Directions: From the listing below, copy each line that holds "next".
[[ Data to examine, beginning ]]
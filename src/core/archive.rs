use anyhow::{Context, Result, anyhow};
use std::fs::File;
use std::io::{self, BufReader, BufWriter, Write};
use std::path::{Path, PathBuf};
use tracing::{debug, info};
use walkdir::WalkDir;
use zip::CompressionMethod;
use zip::write::SimpleFileOptions;

use super::models::PackageDir;
use crate::config::Compression;

/// Summary of one written archive.
#[derive(Debug, Clone, PartialEq, Eq)]
pub struct ArchiveResult {
    pub path: PathBuf,
    pub entries: u64,
}

/// Zip the package directory into `<package>.zip` next to it.
pub async fn zip_package(package: &PackageDir, compression: Compression) -> Result<ArchiveResult> {
    let root = package.root.clone();
    let zip_path = package.zip_path();

    let result = tokio::task::spawn_blocking(move || zip_directory(&root, &zip_path, compression))
        .await??;

    info!(
        target_os = package.target.goos(),
        archive = %result.path.display(),
        entries = result.entries,
        "Package zipped"
    );
    Ok(result)
}

/// Write every regular file below `dir` into a new archive at `zip_path`,
/// named by its path relative to `dir` with `/` separators.
pub fn zip_directory(dir: &Path, zip_path: &Path, compression: Compression) -> Result<ArchiveResult> {
    let file = File::create(zip_path)
        .with_context(|| format!("Failed to create {}", zip_path.display()))?;
    let mut writer = zip::ZipWriter::new(BufWriter::new(file));

    let method = match compression {
        Compression::Deflated => CompressionMethod::Deflated,
        Compression::Stored => CompressionMethod::Stored,
    };
    let base_options = SimpleFileOptions::default().compression_method(method);

    let mut entries = 0u64;
    // Sorted so the same tree always yields the same archive layout
    for entry in WalkDir::new(dir).sort_by_file_name() {
        let entry = entry.with_context(|| format!("Failed to walk {}", dir.display()))?;
        if !entry.file_type().is_file() {
            continue;
        }

        let name = archive_name(dir, entry.path())?;
        let metadata = entry.metadata()?;
        let options = with_permissions(base_options, &metadata)
            .large_file(metadata.len() >= u32::MAX as u64);

        debug!(entry = %name, size = metadata.len(), "Adding to archive");
        writer.start_file(name.as_str(), options)?;
        let mut reader = BufReader::new(File::open(entry.path())?);
        io::copy(&mut reader, &mut writer)?;
        entries += 1;
    }

    writer.finish()?.flush()?;

    Ok(ArchiveResult {
        path: zip_path.to_path_buf(),
        entries,
    })
}

fn archive_name(base: &Path, path: &Path) -> Result<String> {
    let relative = path
        .strip_prefix(base)
        .map_err(|_| anyhow!("{} is not under {}", path.display(), base.display()))?;

    Ok(relative
        .components()
        .map(|c| c.as_os_str().to_string_lossy())
        .collect::<Vec<_>>()
        .join("/"))
}

#[cfg(unix)]
fn with_permissions(options: SimpleFileOptions, metadata: &std::fs::Metadata) -> SimpleFileOptions {
    use std::os::unix::fs::PermissionsExt;
    options.unix_permissions(metadata.permissions().mode())
}

#[cfg(not(unix))]
fn with_permissions(options: SimpleFileOptions, _metadata: &std::fs::Metadata) -> SimpleFileOptions {
    options
}
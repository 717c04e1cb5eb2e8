use anyhow::{Context, Result};
use c2pack::config::{self, Compression, PackConfig};
use c2pack::core::{Packager, SystemSelection};
use c2pack::{context, logging};
use clap::{ArgAction, Args, Parser, Subcommand};
use serde::Serialize;
use std::path::PathBuf;

#[derive(Parser)]
#[command(name = "c2pack")]
#[command(about = "Stages, cross-compiles and zips the C2 server for distribution", long_about = None)]
#[command(arg_required_else_help = true)]
struct Cli {
    #[command(subcommand)]
    command: Commands,
}

#[derive(Subcommand)]
enum Commands {
    /// Build one zip per target OS
    Package(PackageArgs),
    /// Write the default configuration as TOML
    InitConfig {
        #[arg(default_value = config::DEFAULT_CONFIG_FILE)]
        path: PathBuf,
    },
}

#[derive(Args, Serialize)]
struct PackageArgs {
    /// Root of the server source tree
    #[serde(rename = "source", skip_serializing_if = "Option::is_none")]
    #[arg(long)]
    src: Option<PathBuf>,

    /// Directory the packages and zips are written to
    #[serde(rename = "destination", skip_serializing_if = "Option::is_none")]
    #[arg(long)]
    dst: Option<PathBuf>,

    /// Go release to bundle (e.g. 1.14.1)
    #[serde(rename = "go_version", skip_serializing_if = "Option::is_none")]
    #[arg(long)]
    govers: Option<String>,

    /// Target OS to package for
    #[serde(skip_serializing_if = "Option::is_none")]
    #[arg(long, value_enum)]
    system: Option<SystemSelection>,

    /// GOARCH for every package
    #[serde(skip_serializing_if = "Option::is_none")]
    #[arg(long)]
    arch: Option<String>,

    /// Package directory prefix and binary name
    #[serde(skip_serializing_if = "Option::is_none")]
    #[arg(long)]
    product: Option<String>,

    /// Zip entry compression
    #[serde(skip_serializing_if = "Option::is_none")]
    #[arg(long, value_enum)]
    compression: Option<Compression>,

    /// Skip the .blake3 file next to each zip
    #[serde(skip_serializing_if = "is_true")]
    #[arg(long = "no-checksums", action = ArgAction::SetFalse)]
    checksums: bool,

    #[serde(skip_serializing_if = "is_false")]
    #[arg(long)]
    verbose: bool,

    #[serde(skip_serializing_if = "is_false")]
    #[arg(long)]
    json_logs: bool,

    /// TOML configuration file
    #[serde(skip)]
    #[arg(long)]
    config: Option<PathBuf>,
}

fn is_true(value: &bool) -> bool {
    *value
}

fn is_false(value: &bool) -> bool {
    !*value
}

#[tokio::main]
async fn main() -> Result<()> {
    let cli = Cli::parse();

    match &cli.command {
        Commands::Package(args) => {
            let config = PackConfig::new(args.config.as_deref(), Some(args))?;
            logging::init(logging::LogConfig {
                json: config.json_logs,
                verbose: config.verbose,
            });
            run_package(config).await.context("Packaging failed")?
        }
        Commands::InitConfig { path } => {
            config::write_default(path)?;
            println!("Wrote default configuration to {}", path.display());
        }
    }

    Ok(())
}

async fn run_package(config: PackConfig) -> Result<()> {
    let resolved = config.resolve()?;
    let ctx = context::AppContext::new(resolved);
    let report = Packager::new(ctx).run().await?;

    for archive in &report.archives {
        println!("{}", archive.display());
    }
    Ok(())
}

#[cfg(test)]
mod tests {
    use super::*;
    use std::path::Path;

    fn package_args(argv: &[&str]) -> PackageArgs {
        let cli = Cli::try_parse_from(argv).unwrap();
        match cli.command {
            Commands::Package(args) => args,
            Commands::InitConfig { .. } => panic!("expected package"),
        }
    }

    #[test]
    fn compression_flag_reaches_config() {
        let args = package_args(&[
            "c2pack",
            "package",
            "--src",
            "DeimosC2",
            "--dst",
            "dist",
            "--govers",
            "1.14.1",
            "--system",
            "lin",
            "--compression",
            "stored",
            "--no-checksums",
        ]);

        let config = PackConfig::new(Some(Path::new("absent.toml")), Some(&args)).unwrap();

        assert_eq!(config.compression, Compression::Stored);
        assert!(!config.checksums);
        assert_eq!(config.go_version.as_deref(), Some("1.14.1"));
        assert_eq!(config.system, Some(SystemSelection::Lin));
    }

    #[test]
    fn omitted_flags_keep_defaults() {
        let args = package_args(&["c2pack", "package", "--system", "all"]);

        let config = PackConfig::new(Some(Path::new("absent.toml")), Some(&args)).unwrap();

        assert_eq!(config.compression, Compression::Deflated);
        assert!(config.checksums);
        assert!(config.source.is_none());
    }

    #[test]
    fn unknown_compression_is_rejected() {
        assert!(
            Cli::try_parse_from(["c2pack", "package", "--compression", "lzma"]).is_err()
        );
    }
}
pub mod config;
pub mod context;
pub mod core;
pub mod error;
pub mod logging;
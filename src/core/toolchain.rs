//! Go toolchain archives: naming, download and extraction.

use anyhow::{Context, Result};
use async_trait::async_trait;
use flate2::read::GzDecoder;
use std::io::Cursor;
use std::path::{Path, PathBuf};
use std::time::Duration;
use tracing::{Instrument, debug, info, info_span};

use super::models::{ArchiveKind, TargetOs};
use crate::error::PackError;
use crate::logging::LogThrottle;

/// A published Go release for one OS/architecture pair.
#[derive(Debug, Clone, PartialEq, Eq)]
pub struct ToolchainArchive {
    pub version: String,
    pub os: TargetOs,
    pub arch: String,
}

impl ToolchainArchive {
    pub fn new(version: &str, os: TargetOs, arch: &str) -> Self {
        Self {
            version: version.to_string(),
            os,
            arch: arch.to_string(),
        }
    }

    pub fn kind(&self) -> ArchiveKind {
        self.os.archive_kind()
    }

    /// e.g. `go1.14.1.linux-amd64.tar.gz`
    pub fn file_name(&self) -> String {
        format!(
            "go{}.{}-{}.{}",
            self.version,
            self.os.goos(),
            self.arch,
            self.kind().extension()
        )
    }

    pub fn url(&self, base_url: &str) -> String {
        format!("{}/{}", base_url.trim_end_matches('/'), self.file_name())
    }
}

/// Source of toolchain archive bytes.
#[async_trait]
pub trait ArchiveFetcher: Send + Sync {
    async fn fetch(&self, url: &str) -> Result<Vec<u8>>;
}

/// Downloads archives over HTTPS.
pub struct HttpFetcher {
    client: reqwest::Client,
}

impl HttpFetcher {
    pub fn new(client: reqwest::Client) -> Self {
        Self { client }
    }
}

impl Default for HttpFetcher {
    fn default() -> Self {
        Self::new(reqwest::Client::new())
    }
}

#[async_trait]
impl ArchiveFetcher for HttpFetcher {
    async fn fetch(&self, url: &str) -> Result<Vec<u8>> {
        let mut response = self
            .client
            .get(url)
            .send()
            .await
            .with_context(|| format!("Request to {} failed", url))?;

        let status = response.status();
        if !status.is_success() {
            return Err(PackError::Download {
                url: url.to_string(),
                status: status.as_u16(),
            }
            .into());
        }

        let total_bytes = response.content_length();
        let mut body = Vec::with_capacity(total_bytes.unwrap_or(0) as usize);
        let mut throttle = LogThrottle::new(Duration::from_secs(2));

        while let Some(chunk) = response
            .chunk()
            .await
            .with_context(|| format!("Download of {} interrupted", url))?
        {
            body.extend_from_slice(&chunk);
            if throttle.should_log() {
                debug!(
                    downloaded = body.len(),
                    total = total_bytes.unwrap_or(0),
                    "Downloading"
                );
            }
        }

        Ok(body)
    }
}

/// Unpack `bytes` into `dir`. Go archives carry a top-level `go/` folder, so
/// the compiler ends up at `dir/go/bin/go`.
pub fn extract(bytes: &[u8], kind: ArchiveKind, dir: &Path) -> Result<()> {
    std::fs::create_dir_all(dir)
        .with_context(|| format!("Failed to create {}", dir.display()))?;

    match kind {
        ArchiveKind::Zip => {
            let mut archive =
                zip::ZipArchive::new(Cursor::new(bytes)).context("Invalid zip archive")?;
            archive
                .extract(dir)
                .with_context(|| format!("Failed to extract zip into {}", dir.display()))?;
        }
        ArchiveKind::TarGz => {
            let mut archive = tar::Archive::new(GzDecoder::new(Cursor::new(bytes)));
            archive.set_preserve_permissions(true);
            archive
                .unpack(dir)
                .with_context(|| format!("Failed to extract tar.gz into {}", dir.display()))?;
        }
    }
    Ok(())
}

/// Download `archive` and extract it into `dir`.
pub async fn install(
    fetcher: &dyn ArchiveFetcher,
    archive: &ToolchainArchive,
    base_url: &str,
    dir: &Path,
) -> Result<()> {
    let url = archive.url(base_url);
    let span = info_span!("toolchain", os = archive.os.goos(), arch = %archive.arch);

    async {
        info!(url = %url, destination = %dir.display(), "Fetching Go toolchain");
        let bytes = fetcher.fetch(&url).await?;
        info!(bytes = bytes.len(), "Extracting Go toolchain");

        let kind = archive.kind();
        let dir: PathBuf = dir.to_path_buf();
        tokio::task::spawn_blocking(move || extract(&bytes, kind, &dir)).await??;
        Ok::<(), anyhow::Error>(())
    }
    .instrument(span)
    .await
}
[[ Data to examine, end ]]
Task output:
/// Zip the package directory into `<package>.zip` next to it.
    /// Skip the .blake3 file next to each zip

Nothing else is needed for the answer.